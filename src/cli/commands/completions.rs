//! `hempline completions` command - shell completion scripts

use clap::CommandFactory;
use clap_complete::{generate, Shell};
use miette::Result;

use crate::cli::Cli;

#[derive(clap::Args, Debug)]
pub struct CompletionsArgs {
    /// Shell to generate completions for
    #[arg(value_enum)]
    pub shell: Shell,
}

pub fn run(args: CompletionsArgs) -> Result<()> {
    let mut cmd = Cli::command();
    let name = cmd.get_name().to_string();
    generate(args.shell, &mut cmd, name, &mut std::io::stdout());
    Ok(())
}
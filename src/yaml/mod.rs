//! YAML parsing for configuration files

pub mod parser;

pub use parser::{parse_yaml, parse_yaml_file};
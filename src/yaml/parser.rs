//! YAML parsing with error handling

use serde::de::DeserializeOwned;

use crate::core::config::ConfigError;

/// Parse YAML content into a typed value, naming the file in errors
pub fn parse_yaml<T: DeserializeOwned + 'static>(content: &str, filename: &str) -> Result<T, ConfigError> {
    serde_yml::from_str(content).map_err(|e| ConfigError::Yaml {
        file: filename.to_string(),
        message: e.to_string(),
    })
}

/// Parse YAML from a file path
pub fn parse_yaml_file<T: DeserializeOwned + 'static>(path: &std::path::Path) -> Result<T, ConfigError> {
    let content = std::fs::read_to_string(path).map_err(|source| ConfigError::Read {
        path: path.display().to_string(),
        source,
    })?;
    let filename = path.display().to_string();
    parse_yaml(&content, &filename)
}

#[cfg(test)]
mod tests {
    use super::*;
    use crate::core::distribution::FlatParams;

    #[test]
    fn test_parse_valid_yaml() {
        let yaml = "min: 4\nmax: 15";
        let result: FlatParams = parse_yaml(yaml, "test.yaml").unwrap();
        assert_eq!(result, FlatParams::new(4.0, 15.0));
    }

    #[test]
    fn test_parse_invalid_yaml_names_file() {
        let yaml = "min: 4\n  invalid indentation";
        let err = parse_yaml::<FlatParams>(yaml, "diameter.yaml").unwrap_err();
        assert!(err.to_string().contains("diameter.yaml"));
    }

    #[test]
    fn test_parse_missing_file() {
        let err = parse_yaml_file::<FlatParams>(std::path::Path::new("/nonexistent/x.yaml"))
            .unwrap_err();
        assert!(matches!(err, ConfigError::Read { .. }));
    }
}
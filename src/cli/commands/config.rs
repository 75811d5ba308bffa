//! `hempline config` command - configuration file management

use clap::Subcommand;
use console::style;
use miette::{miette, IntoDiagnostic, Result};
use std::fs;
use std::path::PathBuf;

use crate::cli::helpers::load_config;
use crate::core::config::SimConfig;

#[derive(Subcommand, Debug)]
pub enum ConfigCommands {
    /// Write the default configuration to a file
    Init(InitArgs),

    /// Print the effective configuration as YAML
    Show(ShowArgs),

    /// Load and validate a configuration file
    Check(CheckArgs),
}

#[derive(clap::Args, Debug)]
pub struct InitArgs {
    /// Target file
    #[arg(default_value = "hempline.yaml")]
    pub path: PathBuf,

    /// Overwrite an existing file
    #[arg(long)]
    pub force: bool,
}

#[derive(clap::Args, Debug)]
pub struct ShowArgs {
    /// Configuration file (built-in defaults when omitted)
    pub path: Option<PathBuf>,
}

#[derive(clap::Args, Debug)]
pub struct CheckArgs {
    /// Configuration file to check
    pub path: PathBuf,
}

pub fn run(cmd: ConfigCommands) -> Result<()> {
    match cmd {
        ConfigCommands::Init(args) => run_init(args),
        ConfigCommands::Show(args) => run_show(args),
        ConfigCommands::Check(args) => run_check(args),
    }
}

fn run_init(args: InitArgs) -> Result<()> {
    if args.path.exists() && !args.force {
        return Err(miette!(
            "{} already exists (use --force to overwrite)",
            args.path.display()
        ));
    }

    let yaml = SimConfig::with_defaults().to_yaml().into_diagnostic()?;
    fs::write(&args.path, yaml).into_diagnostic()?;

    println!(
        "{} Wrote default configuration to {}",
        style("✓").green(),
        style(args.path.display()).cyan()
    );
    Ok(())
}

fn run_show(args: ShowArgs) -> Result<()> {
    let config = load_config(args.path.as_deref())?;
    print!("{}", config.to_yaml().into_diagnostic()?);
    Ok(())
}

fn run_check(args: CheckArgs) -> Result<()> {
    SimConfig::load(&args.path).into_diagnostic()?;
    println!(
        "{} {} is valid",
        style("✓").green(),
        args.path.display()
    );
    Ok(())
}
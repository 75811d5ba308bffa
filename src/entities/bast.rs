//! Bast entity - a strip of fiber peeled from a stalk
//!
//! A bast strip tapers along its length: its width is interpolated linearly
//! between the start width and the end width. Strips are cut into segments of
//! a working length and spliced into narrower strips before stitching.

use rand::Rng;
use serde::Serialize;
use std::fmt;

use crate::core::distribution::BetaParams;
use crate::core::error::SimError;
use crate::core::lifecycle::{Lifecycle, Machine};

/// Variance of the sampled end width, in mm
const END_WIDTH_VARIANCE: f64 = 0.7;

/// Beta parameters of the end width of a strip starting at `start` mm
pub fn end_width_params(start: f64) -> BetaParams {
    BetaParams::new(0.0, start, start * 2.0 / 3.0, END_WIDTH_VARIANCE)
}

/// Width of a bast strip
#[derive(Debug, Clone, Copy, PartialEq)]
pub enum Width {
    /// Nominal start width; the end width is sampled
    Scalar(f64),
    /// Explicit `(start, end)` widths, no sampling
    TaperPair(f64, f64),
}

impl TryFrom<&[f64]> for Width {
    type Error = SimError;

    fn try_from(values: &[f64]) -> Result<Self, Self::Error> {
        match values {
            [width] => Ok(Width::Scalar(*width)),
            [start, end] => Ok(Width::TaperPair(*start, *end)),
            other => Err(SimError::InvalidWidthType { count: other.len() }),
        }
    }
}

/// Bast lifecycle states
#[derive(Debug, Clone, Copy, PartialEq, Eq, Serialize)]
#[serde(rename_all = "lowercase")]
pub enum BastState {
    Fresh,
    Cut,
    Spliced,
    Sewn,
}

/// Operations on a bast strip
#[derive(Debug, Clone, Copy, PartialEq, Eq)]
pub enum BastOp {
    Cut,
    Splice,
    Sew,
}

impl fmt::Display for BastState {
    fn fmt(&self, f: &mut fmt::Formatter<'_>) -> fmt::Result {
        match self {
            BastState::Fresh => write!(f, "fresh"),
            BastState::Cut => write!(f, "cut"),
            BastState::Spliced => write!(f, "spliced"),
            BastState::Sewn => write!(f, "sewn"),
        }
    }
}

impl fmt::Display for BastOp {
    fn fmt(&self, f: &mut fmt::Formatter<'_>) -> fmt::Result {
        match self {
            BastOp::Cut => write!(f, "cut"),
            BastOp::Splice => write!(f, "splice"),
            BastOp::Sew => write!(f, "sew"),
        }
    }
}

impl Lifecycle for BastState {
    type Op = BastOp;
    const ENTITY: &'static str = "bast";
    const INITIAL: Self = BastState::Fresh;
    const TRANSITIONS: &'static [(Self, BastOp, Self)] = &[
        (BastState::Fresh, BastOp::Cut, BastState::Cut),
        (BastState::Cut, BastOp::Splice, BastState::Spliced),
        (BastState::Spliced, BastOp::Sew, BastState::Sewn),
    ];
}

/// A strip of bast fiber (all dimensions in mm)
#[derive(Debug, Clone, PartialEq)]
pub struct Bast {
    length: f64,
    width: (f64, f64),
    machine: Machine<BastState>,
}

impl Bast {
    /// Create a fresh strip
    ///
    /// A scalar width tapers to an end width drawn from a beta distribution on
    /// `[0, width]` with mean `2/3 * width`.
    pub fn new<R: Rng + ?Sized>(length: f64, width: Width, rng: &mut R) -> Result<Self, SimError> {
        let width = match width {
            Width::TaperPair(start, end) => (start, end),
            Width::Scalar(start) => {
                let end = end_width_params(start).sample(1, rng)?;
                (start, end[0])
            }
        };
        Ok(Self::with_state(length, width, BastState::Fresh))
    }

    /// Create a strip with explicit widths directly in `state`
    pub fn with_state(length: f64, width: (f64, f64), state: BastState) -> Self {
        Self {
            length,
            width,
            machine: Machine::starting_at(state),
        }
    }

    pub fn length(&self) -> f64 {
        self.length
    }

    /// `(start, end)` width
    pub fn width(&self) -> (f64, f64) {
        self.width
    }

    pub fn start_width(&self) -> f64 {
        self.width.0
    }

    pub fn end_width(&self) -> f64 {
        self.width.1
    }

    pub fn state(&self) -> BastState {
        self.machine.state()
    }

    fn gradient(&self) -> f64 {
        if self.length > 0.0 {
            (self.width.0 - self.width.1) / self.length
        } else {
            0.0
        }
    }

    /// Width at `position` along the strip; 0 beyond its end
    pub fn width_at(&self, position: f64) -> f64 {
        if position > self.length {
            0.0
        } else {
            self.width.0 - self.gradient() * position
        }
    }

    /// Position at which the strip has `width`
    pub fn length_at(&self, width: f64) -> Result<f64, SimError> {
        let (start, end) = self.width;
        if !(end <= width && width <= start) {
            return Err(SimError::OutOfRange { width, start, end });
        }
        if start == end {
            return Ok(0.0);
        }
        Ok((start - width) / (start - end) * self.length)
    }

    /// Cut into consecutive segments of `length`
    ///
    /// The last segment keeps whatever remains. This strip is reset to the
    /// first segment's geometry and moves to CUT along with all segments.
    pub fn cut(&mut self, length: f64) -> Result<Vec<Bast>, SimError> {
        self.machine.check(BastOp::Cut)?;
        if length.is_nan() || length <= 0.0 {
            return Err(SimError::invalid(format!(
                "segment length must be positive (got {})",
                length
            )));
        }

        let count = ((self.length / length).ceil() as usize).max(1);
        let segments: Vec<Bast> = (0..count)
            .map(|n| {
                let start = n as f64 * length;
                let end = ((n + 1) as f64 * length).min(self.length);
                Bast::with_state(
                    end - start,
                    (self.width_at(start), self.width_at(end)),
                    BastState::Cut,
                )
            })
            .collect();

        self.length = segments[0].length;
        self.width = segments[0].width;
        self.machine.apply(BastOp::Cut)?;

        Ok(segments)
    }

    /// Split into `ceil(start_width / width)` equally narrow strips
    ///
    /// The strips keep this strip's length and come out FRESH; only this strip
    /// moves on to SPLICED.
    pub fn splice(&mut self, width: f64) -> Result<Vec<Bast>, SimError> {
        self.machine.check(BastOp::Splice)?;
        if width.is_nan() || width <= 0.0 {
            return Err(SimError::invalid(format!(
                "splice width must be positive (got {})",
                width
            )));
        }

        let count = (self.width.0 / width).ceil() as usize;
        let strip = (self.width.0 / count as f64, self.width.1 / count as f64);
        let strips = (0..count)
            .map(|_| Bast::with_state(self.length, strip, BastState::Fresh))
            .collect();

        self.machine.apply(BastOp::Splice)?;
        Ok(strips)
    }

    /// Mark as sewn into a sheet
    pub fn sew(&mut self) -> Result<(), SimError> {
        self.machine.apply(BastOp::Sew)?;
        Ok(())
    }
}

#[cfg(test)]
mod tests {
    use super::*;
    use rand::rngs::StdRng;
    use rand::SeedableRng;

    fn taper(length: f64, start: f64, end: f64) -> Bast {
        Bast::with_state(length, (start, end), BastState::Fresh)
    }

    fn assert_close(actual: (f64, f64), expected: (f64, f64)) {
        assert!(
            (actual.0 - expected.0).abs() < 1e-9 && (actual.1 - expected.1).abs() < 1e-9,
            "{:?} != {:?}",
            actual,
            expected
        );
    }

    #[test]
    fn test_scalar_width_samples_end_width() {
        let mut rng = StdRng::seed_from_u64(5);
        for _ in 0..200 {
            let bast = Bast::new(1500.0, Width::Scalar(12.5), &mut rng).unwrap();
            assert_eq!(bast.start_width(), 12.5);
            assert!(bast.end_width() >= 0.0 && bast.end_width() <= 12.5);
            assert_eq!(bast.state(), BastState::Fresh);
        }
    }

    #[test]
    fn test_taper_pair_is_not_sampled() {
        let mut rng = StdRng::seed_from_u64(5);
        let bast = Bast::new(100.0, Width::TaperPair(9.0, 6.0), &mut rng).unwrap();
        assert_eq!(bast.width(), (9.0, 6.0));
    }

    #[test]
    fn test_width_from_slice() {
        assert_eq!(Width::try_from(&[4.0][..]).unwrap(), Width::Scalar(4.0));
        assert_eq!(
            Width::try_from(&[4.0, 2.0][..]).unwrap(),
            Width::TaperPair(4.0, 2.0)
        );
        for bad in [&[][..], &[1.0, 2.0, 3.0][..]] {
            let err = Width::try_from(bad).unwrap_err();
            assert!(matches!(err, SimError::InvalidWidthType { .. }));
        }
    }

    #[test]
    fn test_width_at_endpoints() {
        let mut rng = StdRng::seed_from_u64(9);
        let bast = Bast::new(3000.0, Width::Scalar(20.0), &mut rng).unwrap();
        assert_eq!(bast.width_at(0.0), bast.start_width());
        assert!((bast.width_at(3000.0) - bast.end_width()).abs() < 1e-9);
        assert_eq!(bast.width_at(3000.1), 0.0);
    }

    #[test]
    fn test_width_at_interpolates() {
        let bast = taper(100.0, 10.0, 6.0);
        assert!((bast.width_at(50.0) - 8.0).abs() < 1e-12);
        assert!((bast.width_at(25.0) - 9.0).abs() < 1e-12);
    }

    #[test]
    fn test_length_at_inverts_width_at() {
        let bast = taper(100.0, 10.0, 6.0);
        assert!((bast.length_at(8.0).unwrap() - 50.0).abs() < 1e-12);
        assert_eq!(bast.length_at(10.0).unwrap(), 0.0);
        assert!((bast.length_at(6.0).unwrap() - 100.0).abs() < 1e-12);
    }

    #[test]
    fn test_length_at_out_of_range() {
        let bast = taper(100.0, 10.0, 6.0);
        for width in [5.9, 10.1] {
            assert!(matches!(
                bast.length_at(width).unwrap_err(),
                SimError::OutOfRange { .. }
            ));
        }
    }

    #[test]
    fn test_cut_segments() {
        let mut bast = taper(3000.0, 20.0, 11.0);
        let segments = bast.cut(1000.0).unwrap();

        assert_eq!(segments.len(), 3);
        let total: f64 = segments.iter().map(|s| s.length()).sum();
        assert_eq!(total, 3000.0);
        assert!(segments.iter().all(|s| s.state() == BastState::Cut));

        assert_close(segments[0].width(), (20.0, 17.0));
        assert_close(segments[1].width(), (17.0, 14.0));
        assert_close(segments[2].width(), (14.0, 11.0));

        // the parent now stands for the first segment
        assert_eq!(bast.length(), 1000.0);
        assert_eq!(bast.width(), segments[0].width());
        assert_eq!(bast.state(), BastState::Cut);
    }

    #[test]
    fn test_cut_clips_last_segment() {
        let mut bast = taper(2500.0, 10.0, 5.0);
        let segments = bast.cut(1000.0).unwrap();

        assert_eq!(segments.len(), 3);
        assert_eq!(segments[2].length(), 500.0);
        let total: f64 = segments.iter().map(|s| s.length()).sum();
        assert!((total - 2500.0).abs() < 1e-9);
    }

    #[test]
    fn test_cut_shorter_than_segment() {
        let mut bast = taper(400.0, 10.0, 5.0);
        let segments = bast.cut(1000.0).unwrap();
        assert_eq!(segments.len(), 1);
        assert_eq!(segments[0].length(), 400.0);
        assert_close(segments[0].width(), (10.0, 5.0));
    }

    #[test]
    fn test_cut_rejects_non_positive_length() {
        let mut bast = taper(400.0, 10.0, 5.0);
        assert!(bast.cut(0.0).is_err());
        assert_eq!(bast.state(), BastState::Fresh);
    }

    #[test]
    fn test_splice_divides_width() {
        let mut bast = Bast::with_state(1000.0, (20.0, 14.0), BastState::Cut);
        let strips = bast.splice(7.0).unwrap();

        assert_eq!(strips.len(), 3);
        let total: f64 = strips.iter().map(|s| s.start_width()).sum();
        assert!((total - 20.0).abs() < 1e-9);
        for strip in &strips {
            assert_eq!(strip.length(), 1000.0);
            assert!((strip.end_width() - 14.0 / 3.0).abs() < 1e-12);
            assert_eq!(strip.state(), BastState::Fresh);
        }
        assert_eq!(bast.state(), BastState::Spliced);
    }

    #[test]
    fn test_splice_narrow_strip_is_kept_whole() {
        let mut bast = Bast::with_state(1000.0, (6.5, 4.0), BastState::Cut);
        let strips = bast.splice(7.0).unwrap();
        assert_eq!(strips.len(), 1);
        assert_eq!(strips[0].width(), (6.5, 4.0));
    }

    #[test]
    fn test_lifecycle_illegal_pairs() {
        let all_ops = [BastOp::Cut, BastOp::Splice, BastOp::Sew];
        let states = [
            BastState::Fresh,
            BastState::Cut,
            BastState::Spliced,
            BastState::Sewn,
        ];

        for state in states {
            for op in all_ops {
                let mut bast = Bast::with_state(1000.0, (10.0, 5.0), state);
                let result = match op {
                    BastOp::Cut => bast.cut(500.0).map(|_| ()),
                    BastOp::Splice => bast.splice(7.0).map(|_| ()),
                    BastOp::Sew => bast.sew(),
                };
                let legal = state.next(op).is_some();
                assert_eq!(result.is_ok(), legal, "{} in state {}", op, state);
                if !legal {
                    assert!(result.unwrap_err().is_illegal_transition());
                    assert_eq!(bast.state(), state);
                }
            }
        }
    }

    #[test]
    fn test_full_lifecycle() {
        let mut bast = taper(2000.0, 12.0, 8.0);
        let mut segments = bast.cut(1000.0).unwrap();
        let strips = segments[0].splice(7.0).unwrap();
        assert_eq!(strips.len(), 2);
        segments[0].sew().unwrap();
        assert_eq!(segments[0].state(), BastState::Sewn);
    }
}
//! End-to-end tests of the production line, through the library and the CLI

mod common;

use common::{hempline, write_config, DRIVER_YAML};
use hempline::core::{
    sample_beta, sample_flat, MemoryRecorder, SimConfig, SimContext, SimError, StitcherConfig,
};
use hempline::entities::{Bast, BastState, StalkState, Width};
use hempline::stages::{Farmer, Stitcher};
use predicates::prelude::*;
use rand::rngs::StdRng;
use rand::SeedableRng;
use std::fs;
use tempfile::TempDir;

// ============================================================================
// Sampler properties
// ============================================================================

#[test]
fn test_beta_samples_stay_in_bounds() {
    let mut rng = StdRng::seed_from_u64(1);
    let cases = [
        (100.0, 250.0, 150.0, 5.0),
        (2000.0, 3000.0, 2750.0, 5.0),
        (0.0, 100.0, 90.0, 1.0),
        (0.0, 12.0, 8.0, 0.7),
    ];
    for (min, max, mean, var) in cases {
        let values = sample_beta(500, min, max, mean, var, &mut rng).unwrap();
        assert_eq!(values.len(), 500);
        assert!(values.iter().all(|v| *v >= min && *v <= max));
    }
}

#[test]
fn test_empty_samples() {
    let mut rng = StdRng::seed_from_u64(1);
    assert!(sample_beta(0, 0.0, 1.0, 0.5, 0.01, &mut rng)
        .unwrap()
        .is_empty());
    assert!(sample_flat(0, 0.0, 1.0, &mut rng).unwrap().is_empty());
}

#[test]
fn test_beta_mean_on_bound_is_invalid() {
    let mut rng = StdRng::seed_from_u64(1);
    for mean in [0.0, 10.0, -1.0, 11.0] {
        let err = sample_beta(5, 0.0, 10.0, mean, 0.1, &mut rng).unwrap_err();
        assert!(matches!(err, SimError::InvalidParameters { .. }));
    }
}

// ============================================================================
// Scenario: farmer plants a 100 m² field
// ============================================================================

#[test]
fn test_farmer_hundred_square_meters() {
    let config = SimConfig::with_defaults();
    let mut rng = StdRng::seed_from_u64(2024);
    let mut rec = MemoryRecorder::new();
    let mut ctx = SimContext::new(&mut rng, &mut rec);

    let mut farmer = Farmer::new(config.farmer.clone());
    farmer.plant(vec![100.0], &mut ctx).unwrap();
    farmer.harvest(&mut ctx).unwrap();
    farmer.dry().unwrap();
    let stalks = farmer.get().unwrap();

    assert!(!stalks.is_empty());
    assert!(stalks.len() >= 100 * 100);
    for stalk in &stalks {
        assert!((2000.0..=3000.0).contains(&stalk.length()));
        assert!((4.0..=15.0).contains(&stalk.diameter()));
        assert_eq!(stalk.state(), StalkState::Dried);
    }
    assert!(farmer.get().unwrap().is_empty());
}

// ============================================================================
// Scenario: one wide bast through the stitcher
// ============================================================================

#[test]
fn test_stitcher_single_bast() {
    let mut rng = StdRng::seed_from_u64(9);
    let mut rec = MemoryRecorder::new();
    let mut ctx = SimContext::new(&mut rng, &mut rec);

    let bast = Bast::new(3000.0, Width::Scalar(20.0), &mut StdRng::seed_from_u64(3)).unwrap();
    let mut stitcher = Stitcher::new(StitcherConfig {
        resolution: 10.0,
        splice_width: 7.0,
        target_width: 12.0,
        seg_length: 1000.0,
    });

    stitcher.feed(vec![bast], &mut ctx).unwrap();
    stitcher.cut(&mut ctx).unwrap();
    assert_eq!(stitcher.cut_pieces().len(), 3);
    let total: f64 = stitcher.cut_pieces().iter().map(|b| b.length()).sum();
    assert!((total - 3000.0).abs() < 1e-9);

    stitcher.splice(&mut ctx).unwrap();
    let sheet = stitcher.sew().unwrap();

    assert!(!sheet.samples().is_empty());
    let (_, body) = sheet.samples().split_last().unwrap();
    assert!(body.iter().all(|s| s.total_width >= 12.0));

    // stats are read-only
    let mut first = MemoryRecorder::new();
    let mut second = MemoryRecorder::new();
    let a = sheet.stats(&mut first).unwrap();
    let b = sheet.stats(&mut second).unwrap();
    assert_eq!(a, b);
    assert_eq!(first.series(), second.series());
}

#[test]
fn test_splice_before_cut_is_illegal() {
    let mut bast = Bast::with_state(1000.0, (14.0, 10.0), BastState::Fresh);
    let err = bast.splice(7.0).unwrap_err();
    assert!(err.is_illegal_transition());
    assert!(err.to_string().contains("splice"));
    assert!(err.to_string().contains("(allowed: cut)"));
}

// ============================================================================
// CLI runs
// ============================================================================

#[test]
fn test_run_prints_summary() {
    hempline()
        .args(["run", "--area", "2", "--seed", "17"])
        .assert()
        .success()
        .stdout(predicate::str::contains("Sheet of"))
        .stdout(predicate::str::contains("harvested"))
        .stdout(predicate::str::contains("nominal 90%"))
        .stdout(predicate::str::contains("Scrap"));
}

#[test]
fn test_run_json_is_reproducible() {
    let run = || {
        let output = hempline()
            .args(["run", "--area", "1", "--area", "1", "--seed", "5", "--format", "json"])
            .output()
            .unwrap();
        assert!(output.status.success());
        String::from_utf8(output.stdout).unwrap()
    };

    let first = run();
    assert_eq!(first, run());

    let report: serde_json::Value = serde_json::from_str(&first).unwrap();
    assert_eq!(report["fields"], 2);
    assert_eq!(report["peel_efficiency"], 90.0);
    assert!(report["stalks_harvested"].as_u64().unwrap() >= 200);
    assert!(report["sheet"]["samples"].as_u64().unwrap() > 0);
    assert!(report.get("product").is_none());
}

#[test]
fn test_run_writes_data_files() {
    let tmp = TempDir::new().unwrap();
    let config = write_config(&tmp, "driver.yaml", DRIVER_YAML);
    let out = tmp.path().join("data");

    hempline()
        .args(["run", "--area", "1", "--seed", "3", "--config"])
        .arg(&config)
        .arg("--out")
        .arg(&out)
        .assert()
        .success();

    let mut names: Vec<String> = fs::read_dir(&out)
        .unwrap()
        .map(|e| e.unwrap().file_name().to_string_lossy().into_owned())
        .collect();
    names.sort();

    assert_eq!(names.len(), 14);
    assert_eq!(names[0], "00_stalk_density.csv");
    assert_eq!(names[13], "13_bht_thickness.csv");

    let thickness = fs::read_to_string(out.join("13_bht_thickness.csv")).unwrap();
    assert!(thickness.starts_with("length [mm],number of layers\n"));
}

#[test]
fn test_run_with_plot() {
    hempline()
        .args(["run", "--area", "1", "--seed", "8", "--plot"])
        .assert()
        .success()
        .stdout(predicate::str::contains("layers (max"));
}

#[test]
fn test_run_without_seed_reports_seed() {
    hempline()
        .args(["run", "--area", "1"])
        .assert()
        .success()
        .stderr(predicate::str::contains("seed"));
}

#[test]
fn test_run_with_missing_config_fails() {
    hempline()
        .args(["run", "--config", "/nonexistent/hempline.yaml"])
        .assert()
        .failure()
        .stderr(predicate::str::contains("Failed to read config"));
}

ASSIGNMENT >>
Please, from the material above, copy only the lines from the line with "pub fn width_at(&self, position: f64)" up to and including the line with "pub fn length_at(&self, width: f64)", exactly as written.

OUTPUT FOR THIS TASK >>
    pub fn width_at(&self, position: f64) -> f64 {
        if position > self.length {
            0.0
        } else {
            self.width.0 - self.gradient() * position
        }
    }

    /// Position at which the strip has `width`
    pub fn length_at(&self, width: f64) -> Result<f64, SimError> {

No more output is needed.